Il finanziamento del ministero degli Affari esteri copre solo una parte delle necessità e per procedere abbiamo bisogno dell’aiuto dei privati, poiché mancano 35.000 euro per la palestra e l’attrezzatura interna che vorremmo realizzare”. È questo l’appello di Michelangelo Chiurchiù, presidente della Onlus, che alla Dire racconta il lavoro portato avanti in Tanzania in applicazione della legge italiana 125/2014 sulla cooperazione: “I Paesi a Sud del mondo sono partner e noi dovremmo aiutarli ad acquisire tutte le competenze per renderli protagonisti”.

La Ong coinvolge anche i giovani: “Mi riferisco a quanti hanno svolto il servizio civile in Tanzania e hanno lavorato in supporto a Inuka- aggiunge il presidente-, frutto della mia esperienza nel settore. Sono stato, infatti, per sei anni direttore della Comunità Capodarco di Roma per disabili fisici e mentali”. Chiurchiù è anche presidente del Cesc project – coordinamento enti di servizio civile. Il centro di riabilitazione Inuka è promotore di una metodologia di lavoro precisa: “La riabilitazione è su base comunitaria ed è stata portata in un villaggio rurale dell’Africa Sud Occidentale della Tanzania (Wanging’ombe), a 800 km dalla capitale. I 1.300 bambini disabili presi in carico sono per la maggior parte minori con disabilità psichica, spesso con paralisi cerebrali dovute a problemi di parto. Di fatto vivevano chiusi nelle capanne, stigmatizzati dall’assenza di una cultura sulla disabilità”. Nel suo lavoro la Onlus segue le indicazioni dell’Onu e dell’Oms: “I nostri progetti operano rispettando sempre la cultura locale, coinvolgendo i villaggi, le famiglie e le autorità locali. Tutta le attività sono concepite e organizzate per dare competenza alle famiglie- continua il presidente-, spesso solo alle mamme dal momento che nel 35% dei casi i padri scompaiono se hanno figli disabili. Inoltre, sia l’Onu che l’Oms si battono contro le istituzionalizzazioni per protendere verso la metodologia di intervento da noi proposta: la riabilitazione su base comunitaria”.
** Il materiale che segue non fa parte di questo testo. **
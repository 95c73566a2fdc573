//! Snapshot files on disk.

use super::SourceError;
use crate::models::Snapshot;
use std::path::Path;
use tracing::debug;

/// Read a `{ "templates": [...], "instances": [...] }` snapshot file.
pub fn read_snapshot(path: &Path) -> Result<Snapshot, SourceError> {
    let content = std::fs::read_to_string(path).map_err(|source| SourceError::Read {
        path: path.to_path_buf(),
        source,
    })?;

    let snapshot: Snapshot =
        serde_json::from_str(&content).map_err(|source| SourceError::Parse {
            path: path.to_path_buf(),
            source,
        })?;

    debug!(
        "Read {} templates and {} instances from {}",
        snapshot.templates.len(),
        snapshot.instances.len(),
        path.display()
    );

    Ok(snapshot)
}

#[cfg(test)]
mod tests {
    use super::*;
    use std::io::Write;
    use tempfile::NamedTempFile;

    #[test]
    fn test_read_snapshot() {
        let mut file = NamedTempFile::new().unwrap();
        write!(
            file,
            r#"{{
                "templates": [{{"id": 1, "name": "Spring peel", "type": "treatment", "value": 1200}}],
                "instances": [
                    {{"id": 10, "templateId": 1, "customerId": 5, "customerName": "Mei", "status": "redeemed"}}
                ]
            }}"#
        )
        .unwrap();

        let snapshot = read_snapshot(file.path()).unwrap();

        assert_eq!(snapshot.templates.len(), 1);
        assert_eq!(snapshot.instances.len(), 1);
        assert!(snapshot.instances[0].is_redeemed());
    }

    #[test]
    fn test_read_snapshot_missing_sections() {
        let mut file = NamedTempFile::new().unwrap();
        write!(file, "{{}}").unwrap();

        let snapshot = read_snapshot(file.path()).unwrap();

        assert!(snapshot.templates.is_empty());
        assert!(snapshot.instances.is_empty());
    }

    #[test]
    fn test_read_snapshot_errors() {
        let missing = read_snapshot(Path::new("/nonexistent/snapshot.json"));
        assert!(matches!(missing, Err(SourceError::Read { .. })));

        let mut file = NamedTempFile::new().unwrap();
        write!(file, "not json").unwrap();
        let invalid = read_snapshot(file.path());
        assert!(matches!(invalid, Err(SourceError::Parse { .. })));
    }
}
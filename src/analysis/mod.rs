//! Voucher analytics.
//!
//! The aggregator turns a snapshot of templates and instances into the
//! figures shown on the voucher usage report.

pub mod aggregator;

pub use aggregator::*;
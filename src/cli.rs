//! Command-line interface argument parsing.
//!
//! This module handles all CLI argument parsing using clap,
//! including validation and default values.

use crate::models::TimeWindow;
use clap::Parser;
use std::path::PathBuf;

/// Voucher Insights - voucher usage analytics for clinic tenants
///
/// Computes redemption and expiry rates, per-type statistics, popular
/// vouchers, customer behavior and an ROI estimate from a voucher snapshot,
/// and writes a Markdown, JSON or CSV report.
///
/// Examples:
///   voucher-insights --input snapshot.json
///   voucher-insights --api-url https://clinic.example.com/api --organization-id 12
///   voucher-insights --input snapshot.json --range 30d --format json
///   voucher-insights --init-config
#[derive(Parser, Debug, Clone)]
#[command(author, version, about, long_about = None)]
#[command(propagate_version = true)]
pub struct Args {
    /// Snapshot JSON file with `templates` and `instances`
    ///
    /// Takes precedence over any configured API URL.
    #[arg(short, long, value_name = "FILE")]
    pub input: Option<PathBuf>,

    /// Base URL of the voucher list API
    #[arg(long, value_name = "URL", env = "VOUCHER_INSIGHTS_API_URL")]
    pub api_url: Option<String>,

    /// Organization (tenant) id to query
    #[arg(long, value_name = "ID", env = "VOUCHER_INSIGHTS_ORG_ID")]
    pub organization_id: Option<i64>,

    /// Bearer token for the voucher list API
    #[arg(
        long,
        value_name = "TOKEN",
        env = "VOUCHER_INSIGHTS_API_TOKEN",
        hide_env_values = true
    )]
    pub api_token: Option<String>,

    /// Output file path for the report
    ///
    /// Defaults to voucher_report.<md|json|csv> depending on --format.
    #[arg(short, long, value_name = "FILE")]
    pub output: Option<PathBuf>,

    /// Output format (markdown, json, csv)
    #[arg(long, default_value = "markdown", value_name = "FORMAT")]
    pub format: OutputFormat,

    /// Only include vouchers issued within this range
    #[arg(long, value_name = "RANGE")]
    pub range: Option<TimeWindow>,

    /// Number of popular vouchers and top customers to list
    #[arg(long, value_name = "COUNT")]
    pub top: Option<usize>,

    /// Assumed average spend per redeemed voucher, for the ROI estimate
    #[arg(long, value_name = "AMOUNT")]
    pub avg_consumption: Option<f64>,

    /// API request timeout in seconds
    #[arg(long, value_name = "SECS")]
    pub timeout: Option<u64>,

    /// Path to configuration file
    ///
    /// If not specified, looks for .voucher-insights.toml in the current directory
    #[arg(short, long, value_name = "FILE")]
    pub config: Option<PathBuf>,

    /// Enable verbose logging output
    #[arg(short, long)]
    pub verbose: bool,

    /// Run in quiet mode (minimal output)
    #[arg(short, long)]
    pub quiet: bool,

    /// Generate a default .voucher-insights.toml configuration file
    #[arg(long)]
    pub init_config: bool,
}

/// Output format for the report.
#[derive(Debug, Clone, Copy, PartialEq, Eq, Default, clap::ValueEnum)]
pub enum OutputFormat {
    /// Markdown format (default)
    #[default]
    Markdown,
    /// JSON format
    Json,
    /// CSV export of the ranking tables
    Csv,
}

impl OutputFormat {
    pub fn extension(&self) -> &'static str {
        match self {
            OutputFormat::Markdown => "md",
            OutputFormat::Json => "json",
            OutputFormat::Csv => "csv",
        }
    }
}

impl Args {
    /// Parse command-line arguments.
    pub fn parse_args() -> Self {
        Self::parse()
    }

    /// Validate the parsed arguments.
    pub fn validate(&self) -> Result<(), String> {
        // Skip validation for --init-config
        if self.init_config {
            return Ok(());
        }

        if let Some(ref url) = self.api_url {
            if !url.starts_with("http://") && !url.starts_with("https://") {
                return Err("API URL must start with 'http://' or 'https://'".to_string());
            }
        }

        if let Some(ref input) = self.input {
            if !input.exists() {
                return Err(format!("Input file does not exist: {}", input.display()));
            }
            if !input.is_file() {
                return Err(format!("Input path is not a file: {}", input.display()));
            }
        }

        if self.top == Some(0) {
            return Err("Top count must be at least 1".to_string());
        }

        if let Some(avg) = self.avg_consumption {
            if !avg.is_finite() || avg < 0.0 {
                return Err("Average consumption must be a non-negative number".to_string());
            }
        }

        if self.timeout == Some(0) {
            return Err("Timeout must be at least 1 second".to_string());
        }

        // Check for conflicting options
        if self.verbose && self.quiet {
            return Err("Cannot use both --verbose and --quiet".to_string());
        }

        Ok(())
    }
}

#[cfg(test)]
mod tests {
    use super::*;

    fn make_args() -> Args {
        Args {
            input: None,
            api_url: Some("https://clinic.example.com/api".to_string()),
            organization_id: Some(1),
            api_token: None,
            output: None,
            format: OutputFormat::Markdown,
            range: None,
            top: None,
            avg_consumption: None,
            timeout: None,
            config: None,
            verbose: false,
            quiet: false,
            init_config: false,
        }
    }

    #[test]
    fn test_valid_args() {
        assert!(make_args().validate().is_ok());
    }

    #[test]
    fn test_validation_invalid_url() {
        let mut args = make_args();
        args.api_url = Some("clinic.example.com".to_string());
        assert!(args.validate().is_err());
    }

    #[test]
    fn test_validation_missing_input() {
        let mut args = make_args();
        args.input = Some(PathBuf::from("/nonexistent/snapshot.json"));
        assert!(args.validate().is_err());
    }

    #[test]
    fn test_validation_limits() {
        let mut args = make_args();
        args.top = Some(0);
        assert!(args.validate().is_err());

        let mut args = make_args();
        args.avg_consumption = Some(-1.0);
        assert!(args.validate().is_err());

        let mut args = make_args();
        args.timeout = Some(0);
        assert!(args.validate().is_err());
    }

    #[test]
    fn test_validation_conflicting_options() {
        let mut args = make_args();
        args.verbose = true;
        args.quiet = true;
        assert!(args.validate().is_err());
    }

    #[test]
    fn test_parse_range_and_format() {
        let args = Args::try_parse_from([
            "voucher-insights",
            "--range",
            "365d",
            "--format",
            "csv",
        ])
        .unwrap();

        assert_eq!(args.range, Some(TimeWindow::Last365Days));
        assert_eq!(args.format, OutputFormat::Csv);
        assert_eq!(args.format.extension(), "csv");
    }
}
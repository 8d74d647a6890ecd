use crate::commands::inspect::read_document;
use crate::config::Config;
use anyhow::{anyhow, Result};
use clap::Args;
use colored::Colorize;
use pageforge_editor::{EditRequest, Pipeline};
use serde_json::Value;
use std::fs;
use std::path::PathBuf;

#[derive(Debug, Args)]
pub struct ApplyArgs {
    /// Stored document file (JSON value or raw encoded string)
    pub file: PathBuf,

    /// Edit request JSON file
    #[arg(short, long)]
    pub edits: PathBuf,

    /// Output file (defaults to rewriting the input file)
    #[arg(short, long)]
    pub out: Option<PathBuf>,

    /// Start from an empty document when the file does not exist
    #[arg(long)]
    pub create: bool,

    /// Pretty-print the JSON output
    #[arg(long)]
    pub pretty: bool,
}

pub fn apply(args: ApplyArgs, cwd: &str) -> Result<()> {
    let config = Config::load(cwd)?;

    let raw = if args.file.exists() {
        Some(read_document(&args.file)?)
    } else if args.create {
        None
    } else {
        return Err(anyhow!("Document does not exist: {}", args.file.display()));
    };

    let request: EditRequest = serde_json::from_str(&fs::read_to_string(&args.edits)?)?;
    if request.is_empty() {
        println!("{}", "Nothing to do: the edit request is empty".yellow());
        return Ok(());
    }

    let pipeline = Pipeline::with_catalog(config.catalog());
    let outcome = pipeline.apply(raw.as_ref(), &request)?;

    let out_path = args.out.as_ref().unwrap_or(&args.file);
    fs::write(out_path, render_document(&outcome.document, args.pretty || config.pretty)?)?;

    let summary = &outcome.summary;
    println!("{}", "Applied".green().bold());
    println!(
        "  {} text, {} property updates ({} stale skipped)",
        summary.texts_updated, summary.properties_updated, summary.stale_skipped
    );
    println!("  {} nodes removed", summary.nodes_removed);
    println!(
        "  {} sections filled, {} pruned, {} appended",
        summary.sections_filled, summary.sections_pruned, summary.sections_appended
    );
    println!(
        "  {} → {} nodes, written to {}",
        summary.nodes_before,
        summary.nodes_after,
        out_path.display()
    );

    Ok(())
}

/// A string-typed document is written verbatim so the host can load it
/// back without an extra JSON layer; mappings are serialized normally.
fn render_document(document: &Value, pretty: bool) -> Result<String> {
    match document {
        Value::String(text) => Ok(text.clone()),
        other if pretty => Ok(serde_json::to_string_pretty(other)?),
        other => Ok(serde_json::to_string(other)?),
    }
}

#[cfg(test)]
mod tests {
    use super::*;
    use serde_json::json;

    #[test]
    fn test_apply_end_to_end() {
        let dir = tempfile::tempdir().unwrap();
        let doc_path = dir.path().join("page.json");
        let edits_path = dir.path().join("edits.json");

        fs::write(
            &doc_path,
            json!({ "root": { "id": 1, "children": [
                { "id": 2, "type": "heading",
                  "properties": { "content": { "content": { "text": "Old" } } } }
            ] } })
            .to_string(),
        )
        .unwrap();
        fs::write(
            &edits_path,
            json!({ "textUpdates": [ { "path": "0", "text": "New" } ] }).to_string(),
        )
        .unwrap();

        let args = ApplyArgs {
            file: doc_path.clone(),
            edits: edits_path,
            out: None,
            create: false,
            pretty: false,
        };
        apply(args, dir.path().to_str().unwrap()).unwrap();

        let rewritten: Value = serde_json::from_str(&fs::read_to_string(&doc_path).unwrap()).unwrap();
        assert_eq!(
            rewritten["root"]["children"][0]["properties"]["content"]["content"]["text"],
            json!("New")
        );
    }

    #[test]
    fn test_apply_create_bootstraps() {
        let dir = tempfile::tempdir().unwrap();
        let doc_path = dir.path().join("fresh.json");
        let edits_path = dir.path().join("edits.json");

        fs::write(
            &edits_path,
            json!({ "appendSections": [ { "title": "T", "body": "B" } ] }).to_string(),
        )
        .unwrap();

        let args = ApplyArgs {
            file: doc_path.clone(),
            edits: edits_path,
            out: None,
            create: true,
            pretty: false,
        };
        apply(args, dir.path().to_str().unwrap()).unwrap();

        let written: Value = serde_json::from_str(&fs::read_to_string(&doc_path).unwrap()).unwrap();
        assert!(written.get("treeJsonString").is_some());
    }

    #[test]
    fn test_missing_document_without_create_fails() {
        let dir = tempfile::tempdir().unwrap();
        let edits_path = dir.path().join("edits.json");
        fs::write(&edits_path, "{}").unwrap();

        let args = ApplyArgs {
            file: dir.path().join("absent.json"),
            edits: edits_path,
            out: None,
            create: false,
            pretty: false,
        };
        assert!(apply(args, dir.path().to_str().unwrap()).is_err());
    }
}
L’approccio di ‘Solidali nel mondo’ è teso ad attuare la legge del governo tanzaniano ‘The persons with disabilities act’ del 2010, rimasta inattesa per mancanza di risorse. “Questa norma ha come obiettivo l’inclusione complessiva: scolastica, lavorativa e sociale”. Il centro di riabilitazione del Wanging’ombe è collegato a 6 centri diurni periferici stanziati a 20-25 km di distanza. Sono coinvolti in totale 40 operatori di base e professionalizzati, e a coordinare il tutto è un prete locale, della diocesi, “supportato da un nostro cooperante in loco per dare continuità al progetto”. Ogni anno il centro madre programma tre settimane di trattamento intensivo “per raccogliere i bambini dei centri diurni periferici e portare avanti trattamenti individuali, collettivi e madre-bambino affinché le mamme imparino ad operare anche da sole a casa”. Alla base di tutto c’è sempre il progetto individuale e la condivisione con le autorità locali: INUKA ha un Board di 8 persone formato da esponenti delle autorità locali, della Diocesi locale e della Ong italiana. Tutti i progetti di cooperazione internazionale devono essere sostenibili: “Il 40% del nostro budget annuale deve essere sovvenzionato dal governo; il 30% dai beneficiari (le famiglie); il restante 30% dalle attività generatrici di reddito (Income Generating Activities – IGA). Infatti abbiamo creato accanto al centro un oleificio che fornisce attualmente il 12% del budget. Al momento dal governo e dalla diocesi arrivano un altro 25% di aiuti, mentre dalle famiglie un ulteriore 30%”, conferma Chiurchiù. ‘All inclusive: Kawe Road’ è il nuovo obiettivo.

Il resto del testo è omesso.